La burocracia libidinosa

Mientras hacían su puesta en escena, los burócratas del SOMA-UGT firmaron por la espalda, en los grandes despachos, el cierre definitivo de las minas, negándole un futuro a las cuencas. Al frente estaba Jose Ángel Fernández Villa, dirigente del SOMA por décadas. Durante mucho tiempo fue uno de los hombres más poderosos de Asturias. Él ponía y quitaba gobiernos en la región, y hasta tuvo su escaño en la Junta. Poco después cayó en desgracia, cuando alguien tiró de la manta y se descubrieron sus millonarios escándalos de corrupción.

En Asturies en general, y en las cuencas en particular, todo el mundo se hizo el sorprendido al ver a Villa imputado. Pero aquel era un secreto a voces. La cruda realidad es que, si se hubiera seguido tirando de la manta, buena parte de la clase política y empresarial de Asturias se iría con Villa al juzgado. “Llevo 60 años en primera línea de este negociole había gritado Villa a los antidisturbios en la carretera, allá por 2012. Eso es el sindicalismo para los dirigentes del SOMA, algo con lo que pasar por caja. A comienzos de los 90, en medio de una brutal Reconversión que destrozó el tejido industrial de Asturias, la lucha de los mineros consiguió ganar las prejubilaciones.

El dinero empezó a entrar a mansalva en las cuencas. Pero el dinero no ofrece soluciones sólidas: eran pan para hoy y hambre para mañana. Tres décadas después lo vemos, cuando todos los pozos han cerrado y los chavales emigran o se mueren del asco. Hay familias enteras que viven de una pensión. ¿Qué va a pasar cuando los prejubilados ya no estén? No era muy difícil predecir esto en los 90, pero los burócratas del SOMA estaban demasiado ocupados: las putas y la farlopa no dejan mucho margen para pensar a largo plazo.

Coge el dinero y corre

La clave era sacar tajada todo lo posible, meter mano en las subvenciones y en los fondos destinados al desarrollo de las cuencas, hasta que se acabase el chollo: coge el dinero y corre. No se quiso crear una industria alternativa, aprovechando las infraestructuras de las cuencas y asegurando el trabajo a las generaciones futuras. Era más fácil y más vistoso levantar obras faraónicas, grandonas, que las cuencas no necesitaban. Prejubilaron el porvenir, y nadie dijo nada.

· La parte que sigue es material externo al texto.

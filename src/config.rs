//! Configuration loading and persistence.
//!
//! Host-supplied settings: service key, site domain, vendor push id and
//! where durable state lives. Read from `config.json` in the config
//! directory, then overridden by `PUSHBRIDGE_*` environment variables.

use anyhow::{Context, Result};
use serde::{Deserialize, Serialize};
#[cfg(unix)]
use std::os::unix::fs::PermissionsExt;
use std::{fs, path::PathBuf};

/// Default RichFlyer API domain.
pub const DEFAULT_API_URL: &str = "https://api.richflyer.net";
/// API version sent in `X-API-Version`.
pub const DEFAULT_API_VERSION: &str = "2017-04-01";
/// Service worker script registered by `initialize`.
pub const DEFAULT_SERVICE_WORKER_PATH: &str = "rf-serviceworker.js";

/// Where the auth token slot is kept.
#[derive(Serialize, Deserialize, Clone, Copy, Debug, PartialEq, Eq, Default)]
#[serde(rename_all = "lowercase")]
pub enum TokenStorage {
    /// JSON file under the data directory.
    File,
    /// OS keyring entry.
    #[default]
    Keyring,
}

impl std::str::FromStr for TokenStorage {
    type Err = anyhow::Error;

    fn from_str(s: &str) -> Result<Self> {
        match s.to_lowercase().as_str() {
            "file" => Ok(Self::File),
            "keyring" => Ok(Self::Keyring),
            other => anyhow::bail!("{other} is not a supported token storage. Use 'file' or 'keyring'."),
        }
    }
}

/// Configuration for the push bridge.
#[derive(Serialize, Deserialize, Clone, Debug)]
#[serde(default)]
pub struct Config {
    /// Base URL of the push backend API.
    pub api_url: String,
    /// Value of the `X-API-Version` header.
    pub api_version: String,
    /// SDK service key issued by the backend (`X-Service-Key`).
    pub service_key: String,
    /// Site domain allowed to receive push notifications.
    pub domain: String,
    /// Website push id of the vendor push certificate.
    pub website_push_id: String,
    /// Service worker script path registered on initialize.
    pub service_worker_path: String,
    /// Auth token slot backend.
    pub token_storage: TokenStorage,
    /// Mint an auth token right after a successful activation.
    pub prefetch_token: bool,
    /// Root of durable state. Derived from `domain` when unset.
    #[serde(skip_serializing_if = "Option::is_none")]
    pub data_dir: Option<PathBuf>,
}

impl Default for Config {
    fn default() -> Self {
        Self {
            api_url: DEFAULT_API_URL.to_string(),
            api_version: DEFAULT_API_VERSION.to_string(),
            service_key: String::new(),
            domain: String::new(),
            website_push_id: String::new(),
            service_worker_path: DEFAULT_SERVICE_WORKER_PATH.to_string(),
            token_storage: TokenStorage::default(),
            prefetch_token: false,
            data_dir: None,
        }
    }
}

impl Config {
    /// Returns the configuration directory path, creating it if necessary.
    ///
    /// `PUSHBRIDGE_CONFIG_DIR` overrides the platform config directory.
    pub fn config_dir() -> Result<PathBuf> {
        let dir = if let Ok(custom_dir) = std::env::var("PUSHBRIDGE_CONFIG_DIR") {
            PathBuf::from(custom_dir)
        } else {
            dirs::config_dir()
                .context("Could not determine config directory")?
                .join("pushbridge")
        };
        fs::create_dir_all(&dir)?;
        Ok(dir)
    }

    /// Loads configuration from file, with environment variable overrides.
    pub fn load() -> Result<Self> {
        let mut config = Self::load_from_file().unwrap_or_else(|e| {
            log::debug!("Using default config: {e}");
            Self::default()
        });
        config.apply_env_overrides();

        if crate::env::should_skip_keyring() {
            config.token_storage = TokenStorage::File;
        }

        Ok(config)
    }

    fn load_from_file() -> Result<Self> {
        let config_path = Self::config_dir()?.join("config.json");
        if config_path.exists() {
            let content = fs::read_to_string(&config_path)?;
            Ok(serde_json::from_str(&content).context("Failed to parse config.json")?)
        } else {
            anyhow::bail!("Config file not found")
        }
    }

    fn apply_env_overrides(&mut self) {
        if let Ok(api_url) = std::env::var("PUSHBRIDGE_API_URL") {
            self.api_url = api_url;
        }
        if let Ok(service_key) = std::env::var("PUSHBRIDGE_SERVICE_KEY") {
            self.service_key = service_key;
        }
        if let Ok(domain) = std::env::var("PUSHBRIDGE_DOMAIN") {
            self.domain = domain;
        }
        if let Ok(push_id) = std::env::var("PUSHBRIDGE_WEBSITE_PUSH_ID") {
            self.website_push_id = push_id;
        }
        if let Ok(path) = std::env::var("PUSHBRIDGE_SERVICE_WORKER_PATH") {
            self.service_worker_path = path;
        }
        if let Ok(storage) = std::env::var("PUSHBRIDGE_TOKEN_STORAGE") {
            match storage.parse() {
                Ok(storage) => self.token_storage = storage,
                Err(e) => log::warn!("Ignoring PUSHBRIDGE_TOKEN_STORAGE: {e}"),
            }
        }
        if let Ok(data_dir) = std::env::var("PUSHBRIDGE_DATA_DIR") {
            self.data_dir = Some(PathBuf::from(data_dir));
        }
    }

    /// Persists the current configuration to disk.
    pub fn save(&self) -> Result<()> {
        let config_path = Self::config_dir()?.join("config.json");
        fs::write(&config_path, serde_json::to_string_pretty(self)?)?;

        // The service key is a credential
        #[cfg(unix)]
        fs::set_permissions(&config_path, fs::Permissions::from_mode(0o600))?;

        Ok(())
    }

    /// Set one field by its config-file name.
    pub fn set(&mut self, key: &str, value: &str) -> Result<()> {
        match key {
            "api_url" => self.api_url = value.to_string(),
            "api_version" => self.api_version = value.to_string(),
            "service_key" => self.service_key = value.to_string(),
            "domain" => self.domain = value.to_string(),
            "website_push_id" => self.website_push_id = value.to_string(),
            "service_worker_path" => self.service_worker_path = value.to_string(),
            "token_storage" => self.token_storage = value.parse()?,
            "prefetch_token" => {
                self.prefetch_token = value
                    .parse()
                    .with_context(|| format!("prefetch_token must be true or false, got '{value}'"))?;
            }
            "data_dir" => self.data_dir = Some(PathBuf::from(value)),
            other => anyhow::bail!("Unknown config key '{other}'"),
        }
        Ok(())
    }

    /// Ensure the fields every backend call needs are present.
    pub fn validate(&self) -> Result<()> {
        anyhow::ensure!(!self.service_key.is_empty(), "service_key is not configured");
        anyhow::ensure!(!self.domain.is_empty(), "domain is not configured");
        Ok(())
    }

    /// Directory holding durable state for this origin.
    pub fn data_dir(&self) -> Result<PathBuf> {
        if let Some(dir) = &self.data_dir {
            return Ok(dir.clone());
        }
        let origin = if self.domain.is_empty() {
            "default".to_string()
        } else {
            origin_slug(&self.domain)
        };
        Ok(dirs::data_dir()
            .context("Could not determine data directory")?
            .join("pushbridge")
            .join(origin))
    }

    /// Origin key the auth token slot is scoped to.
    pub fn origin(&self) -> String {
        origin_slug(&self.domain)
    }
}

/// Filesystem- and keyring-safe form of a domain.
fn origin_slug(domain: &str) -> String {
    domain
        .trim_start_matches("https://")
        .trim_start_matches("http://")
        .trim_end_matches('/')
        .chars()
        .map(|c| if c.is_ascii_alphanumeric() || c == '.' || c == '-' { c } else { '_' })
        .collect()
}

Hay cosas que nadie quiere oír, pero que alguien debería gritar.

Cuando se destaparon sus escándalos millonarios, Villa se convirtió en una manzana podrida. Pero sólo era una pieza más de un vasto entramado mafioso, con muchos machacas y estómagos agradecidos, que a su vez formaba parte de la enorme red clientelar con la que el PSOE lleva 40 años controlando Asturias. Durante el franquismo Villa había sido confidente de los grises. ¿Cómo pudo una persona así acabar al frente del SOMA sin que nadie se diese cuenta? Todo esto nos dice más del SOMA que de Villa.  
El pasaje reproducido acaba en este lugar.